Task details.
All of the data must be retyped exactly, with nothing left out.

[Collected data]
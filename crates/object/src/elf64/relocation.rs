use std::{io, marker::PhantomData, num::NonZeroU64, result::Result as StdResult};

use nom::Offset;

use super::Address;
use crate::{
    combinators::*, BigEndian, Endianness, Input, LittleEndian, Number, Read, Result, Write,
};

/// A relocation entry, with addend (“Rela”).
///
/// The on-disk `r_info` field packs the referenced symbol index in its high
/// 32 bits and the relocation type in its low 32 bits; both halves are kept
/// apart here and recombined by [`Write`].
#[derive(Debug, Clone, Copy, PartialEq, Eq)]
pub struct Rela {
    /// Offset, within the section this relocation applies to, of the storage
    /// unit to patch.
    pub offset: Address,
    /// Index of the referenced symbol in the symbol table.
    pub symbol_index: u32,
    /// Relocation type; processor-specific, carried around untouched.
    pub r#type: u32,
    /// Constant addend used to compute the value to store.
    pub addend: i64,
}

impl Rela {
    /// Size of `Self` in the Elf format.
    pub const SIZE: u16 = 24;

    /// Recombine a symbol index and a relocation type into an `r_info`.
    pub fn info(symbol_index: u32, r#type: u32) -> u64 {
        (u64::from(symbol_index) << 32) | u64::from(r#type)
    }
}

impl Read for Rela {
    fn read<'a, N, E>(input: Input<'a>) -> Result<'a, Self, E>
    where
        N: Number,
        E: ParseError<Input<'a>>,
    {
        let (input, (offset, info, addend)) = tuple((
            <Address as Read<u64>>::read::<N, _>,
            N::read_u64,
            N::read_i64,
        ))(input)?;

        Ok((
            input,
            Self {
                offset,
                symbol_index: (info >> 32) as u32,
                r#type: (info & 0xffff_ffff) as u32,
                addend,
            },
        ))
    }
}

impl Write for Rela {
    fn write<N, B>(&self, buffer: &mut B) -> io::Result<()>
    where
        N: Number,
        B: io::Write,
    {
        <Address as Write<u64>>::write::<N, _>(&self.offset, buffer)?;
        buffer.write_all(&N::write_u64(Self::info(self.symbol_index, self.r#type)))?;
        buffer.write_all(&N::write_i64(self.addend))
    }
}

/// An iterator producing [`Rela`]s.
pub struct RelaIterator<'a, E>
where
    E: ParseError<Input<'a>>,
{
    input: Input<'a>,
    endianness: Endianness,
    entity_size: Option<NonZeroU64>,
    _phantom: PhantomData<E>,
}

impl<'a, E> RelaIterator<'a, E>
where
    E: ParseError<Input<'a>>,
{
    pub(super) fn new(
        input: Input<'a>,
        endianness: Endianness,
        entity_size: Option<NonZeroU64>,
    ) -> Self {
        Self { input, endianness, entity_size, _phantom: PhantomData }
    }
}

impl<'a, E> Iterator for RelaIterator<'a, E>
where
    E: ParseError<Input<'a>>,
{
    type Item = StdResult<Rela, Err<E>>;

    fn next(&mut self) -> Option<Self::Item> {
        if self.input.is_empty() {
            return None;
        }

        let read = match self.endianness {
            Endianness::Big => Rela::read::<BigEndian, E>(self.input),
            Endianness::Little => Rela::read::<LittleEndian, E>(self.input),
        };

        match read {
            Ok((next_input, rela)) => {
                // Ensure we have read the correct amount of bytes.
                if let Some(entity_size) = self.entity_size {
                    let offset = self.input.offset(next_input);

                    if offset as u64 != entity_size.get() {
                        return Some(Err(Err::Error(E::from_error_kind(
                            self.input,
                            ErrorKind::LengthValue,
                        ))));
                    }
                }

                self.input = next_input;

                Some(Ok(rela))
            }

            Err(err) => Some(Err(err)),
        }
    }
}

#[cfg(test)]
mod tests {
    use super::*;

    #[test]
    fn test_rela() {
        #[rustfmt::skip]
        let input: &[u8] = &[
            // Offset.
            0x00, 0x00, 0x00, 0x00, 0x00, 0x00, 0x00, 0x0a,
            // Info: symbol 5, type 2 (`R_X86_64_PC32`).
            0x00, 0x00, 0x00, 0x05, 0x00, 0x00, 0x00, 0x02,
            // Addend: -4.
            0xff, 0xff, 0xff, 0xff, 0xff, 0xff, 0xff, 0xfc,
        ];

        let rela = Rela { offset: Address(10), symbol_index: 5, r#type: 2, addend: -4 };

        assert_read_write!(
            Rela: Read<()> + Write<()> {
                bytes_value(big_endian) = input,
                rust_value = rela,
            }
        );
    }

    #[test]
    fn test_rela_info() {
        assert_eq!(Rela::info(5, 2), 0x0000_0005_0000_0002);
        assert_eq!(Rela::info(0xffff_ffff, 0xffff_ffff), 0xffff_ffff_ffff_ffff);
    }

    #[test]
    fn test_rela_iterator() {
        #[rustfmt::skip]
        let input: &[u8] = &[
            // Rela 1: offset 0, symbol 1, type 4, addend -4.
            0x00, 0x00, 0x00, 0x00, 0x00, 0x00, 0x00, 0x00,
            0x00, 0x00, 0x00, 0x01, 0x00, 0x00, 0x00, 0x04,
            0xff, 0xff, 0xff, 0xff, 0xff, 0xff, 0xff, 0xfc,

            // Rela 2: offset 16, symbol 3, type 1, addend 8.
            0x00, 0x00, 0x00, 0x00, 0x00, 0x00, 0x00, 0x10,
            0x00, 0x00, 0x00, 0x03, 0x00, 0x00, 0x00, 0x01,
            0x00, 0x00, 0x00, 0x00, 0x00, 0x00, 0x00, 0x08,
        ];

        let mut iterator =
            RelaIterator::<()>::new(input, Endianness::Big, NonZeroU64::new(24));

        assert_eq!(
            iterator.next(),
            Some(Ok(Rela { offset: Address(0), symbol_index: 1, r#type: 4, addend: -4 }))
        );
        assert_eq!(
            iterator.next(),
            Some(Ok(Rela { offset: Address(16), symbol_index: 3, r#type: 1, addend: 8 }))
        );
        assert_eq!(iterator.next(), None);
    }
}
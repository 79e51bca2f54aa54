macro_rules! register_diagnostics {
    ( $( $error_code:ident ),* $(,)* ) => {
        /// An array of `(error_code, diagnostic)`.
        #[cfg_attr(not(feature = "diagnostics"), allow(dead_code))]
        pub static DIAGNOSTICS: &[(&str, &str)] = &[
            $(
                (
                    stringify!($error_code),
                    concat!(
                        // Header
                        "\n",

                        // Body
                        include_str!(concat!("./error_codes/", stringify!($error_code), ".md")),

                        // Footer
                        "",
                    ),
                )
            ),*
        ];

        #[cfg(doc)]
        /// This type exists only for documentation purposes. It doesn't exist in the code otherwise.
        ///
        /// This type has 2 goals:
        ///
        /// 1. To provide an idiomatic Rust documentation for all error codes,
        /// 2. To be able to test error code diagnostics with `cargo test --doc`.
        pub enum Diagnostics {
            $(
                #[doc = include_str!(concat!("./error_codes/", stringify!($error_code), ".md"))]
                $error_code
            ),*
        }
    };
}

register_diagnostics!(E000, E001, E002, E003, E004, E005, E006, E007, E008, E009, E010);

Response below.
filename crates/object/src/elf64/relocation.rs
use std::{io, marker::PhantomData, num::NonZeroU64, result::Result as StdResult};

use nom::Offset;

use super::Address;
use crate::{
    combinators::*, BigEndian, Endianness, Input, LittleEndian, Number, Read, Result, Write,
};

/// A relocation entry, with addend (“Rela”).
///
/// The on-disk `r_info` field packs the referenced symbol index in its high
/// 32 bits and the relocation type in its low 32 bits; both halves are kept
/// apart here and recombined by [`Write`].
#[derive(Debug, Clone, Copy, PartialEq, Eq)]
pub struct Rela {
    /// Offset, within the section this relocation applies to, of the storage
    /// unit to patch.
    pub offset: Address,
    /// Index of the referenced symbol in the symbol table.
    pub symbol_index: u32,
    /// Relocation type; processor-specific, carried around untouched.
    pub r#type: u32,
    /// Constant addend used to compute the value to store.
    pub addend: i64,
}

impl Rela {
    /// Size of `Self` in the Elf format.
    pub const SIZE: u16 = 24;

    /// Recombine a symbol index and a relocation type into an `r_info`.
    pub fn info(symbol_index: u32, r#type: u32) -> u64 {
        (u64::from(symbol_index) << 32) | u64::from(r#type)
    }
}

impl Read for Rela {
    fn read<'a, N, E>(input: Input<'a>) -> Result<'a, Self, E>
    where
        N: Number,
        E: ParseError<Input<'a>>,
    {
        let (input, (offset, info, addend)) = tuple((
            <Address as Read<u64>>::read::<N, _>,
            N::read_u64,
            N::read_i64,
        ))(input)?;

        Ok((
            input,
            Self {
                offset,
                symbol_index: (info >> 32) as u32,
                r#type: (info & 0xffff_ffff) as u32,
                addend,
            },
        ))
    }
}

impl Write for Rela {
    fn write<N, B>(&self, buffer: &mut B) -> io::Result<()>
    where
        N: Number,
        B: io::Write,
    {
        <Address as Write<u64>>::write::<N, _>(&self.offset, buffer)?;
        buffer.write_all(&N::write_u64(Self::info(self.symbol_index, self.r#type)))?;
        buffer.write_all(&N::write_i64(self.addend))
    }
}

/// An iterator producing [`Rela`]s.
pub struct RelaIterator<'a, E>
where
    E: ParseError<Input<'a>>,
{
    input: Input<'a>,
    endianness: Endianness,
    entity_size: Option<NonZeroU64>,
    _phantom: PhantomData<E>,
}

impl<'a, E> RelaIterator<'a, E>
where
    E: ParseError<Input<'a>>,
{
    pub(super) fn new(
        input: Input<'a>,
        endianness: Endianness,
        entity_size: Option<NonZeroU64>,
    ) -> Self {
        Self { input, endianness, entity_size, _phantom: PhantomData }
    }
}

impl<'a, E> Iterator for RelaIterator<'a, E>
where
    E: ParseError<Input<'a>>,
{
    type Item = StdResult<Rela, Err<E>>;

    fn next(&mut self) -> Option<Self::Item> {
        if self.input.is_empty() {
            return None;
        }

        let read = match self.endianness {
            Endianness::Big => Rela::read::<BigEndian, E>(self.input),
            Endianness::Little => Rela::read::<LittleEndian, E>(self.input),
        };

        match read {
            Ok((next_input, rela)) => {
                // Ensure we have read the correct amount of bytes.
                if let Some(entity_size) = self.entity_size {
                    let offset = self.input.offset(next_input);

                    if offset as u64 != entity_size.get() {
                        return Some(Err(Err::Error(E::from_error_kind(
                            self.input,
                            ErrorKind::LengthValue,
                        ))));
                    }
                }

                self.input = next_input;

                Some(Ok(rela))
            }

            Err(err) => Some(Err(err)),
        }
    }
}

#[cfg(test)]
mod tests {
    use super::*;

    #[test]
    fn test_rela() {
        #[rustfmt::skip]
        let input: &[u8] = &[
            // Offset.
            0x00, 0x00, 0x00, 0x00, 0x00, 0x00, 0x00, 0x0a,
            // Info: symbol 5, type 2 (`R_X86_64_PC32`).
            0x00, 0x00, 0x00, 0x05, 0x00, 0x00, 0x00, 0x02,
            // Addend: -4.
            0xff, 0xff, 0xff, 0xff, 0xff, 0xff, 0xff, 0xfc,
        ];

        let rela = Rela { offset: Address(10), symbol_index: 5, r#type: 2, addend: -4 };

        assert_read_write!(
            Rela: Read<()> + Write<()> {
                bytes_value(big_endian) = input,
                rust_value = rela,
            }
        );
    }

    #[test]
    fn test_rela_info() {
        assert_eq!(Rela::info(5, 2), 0x0000_0005_0000_0002);
        assert_eq!(Rela::info(0xffff_ffff, 0xffff_ffff), 0xffff_ffff_ffff_ffff);
    }

    #[test]
    fn test_rela_iterator() {
        #[rustfmt::skip]
        let input: &[u8] = &[
            // Rela 1: offset 0, symbol 1, type 4, addend -4.
            0x00, 0x00, 0x00, 0x00, 0x00, 0x00, 0x00, 0x00,
            0x00, 0x00, 0x00, 0x01, 0x00, 0x00, 0x00, 0x04,
            0xff, 0xff, 0xff, 0xff, 0xff, 0xff, 0xff, 0xfc,

            // Rela 2: offset 16, symbol 3, type 1, addend 8.
            0x00, 0x00, 0x00, 0x00, 0x00, 0x00, 0x00, 0x10,
            0x00, 0x00, 0x00, 0x03, 0x00, 0x00, 0x00, 0x01,
            0x00, 0x00, 0x00, 0x00, 0x00, 0x00, 0x00, 0x08,
        ];

        let mut iterator =
            RelaIterator::<()>::new(input, Endianness::Big, NonZeroU64::new(24));

        assert_eq!(
            iterator.next(),
            Some(Ok(Rela { offset: Address(0), symbol_index: 1, r#type: 4, addend: -4 }))
        );
        assert_eq!(
            iterator.next(),
            Some(Ok(Rela { offset: Address(16), symbol_index: 3, r#type: 1, addend: 8 }))
        );
        assert_eq!(iterator.next(), None);
    }
}
repository 79e51bca2f54aa54
macro_rules! register_diagnostics {
    ( $( $error_code:ident ),* $(,)* ) => {
        /// An array of `(error_code, diagnostic)`.
        #[cfg_attr(not(feature = "diagnostics"), allow(dead_code))]
        pub static DIAGNOSTICS: &[(&str, &str)] = &[
            $(
                (
                    stringify!($error_code),
                    concat!(
                        // Header
                        "\n",

                        // Body
                        include_str!(concat!("./error_codes/", stringify!($error_code), ".md")),

                        // Footer
                        "",
                    ),
                )
            ),*
        ];

        #[cfg(doc)]
        /// This type exists only for documentation purposes. It doesn't exist in the code otherwise.
        ///
        /// This type has 2 goals:
        ///
        /// 1. To provide an idiomatic Rust documentation for all error codes,
        /// 2. To be able to test error code diagnostics with `cargo test --doc`.
        pub enum Diagnostics {
            $(
                #[doc = include_str!(concat!("./error_codes/", stringify!($error_code), ".md"))]
                $error_code
            ),*
        }
    };
}

register_diagnostics!(E000, E001, E002, E003, E004, E005, E006, E007, E008, E009, E010);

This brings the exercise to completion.